Action item
Pick every line out of the entries below that has the string "event", and copy it.

[[ Given data, beginning ]]

//! Particles, the simulation cell and the scheduling engine.

pub mod agent;
pub mod directive;
pub mod engine;
pub mod event;
pub mod listener;
pub mod particle;
pub mod space;

pub use agent::{Agent, Reduction};
pub use directive::{Direction, Directive, Target, Visit};
pub use engine::{Engine, EngineState, OverlapReport};
pub use event::{CollisionEvent, EventKind, NextEvent};
pub use listener::{CollisionListener, ListenerId, ListenerRegistry};
pub use particle::{Particle, DIM};
pub use space::{Boundary, ParticleBox};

[[ Given data, end ]]

Answer to this exercise
pub mod event;
pub use event::{CollisionEvent, EventKind, NextEvent};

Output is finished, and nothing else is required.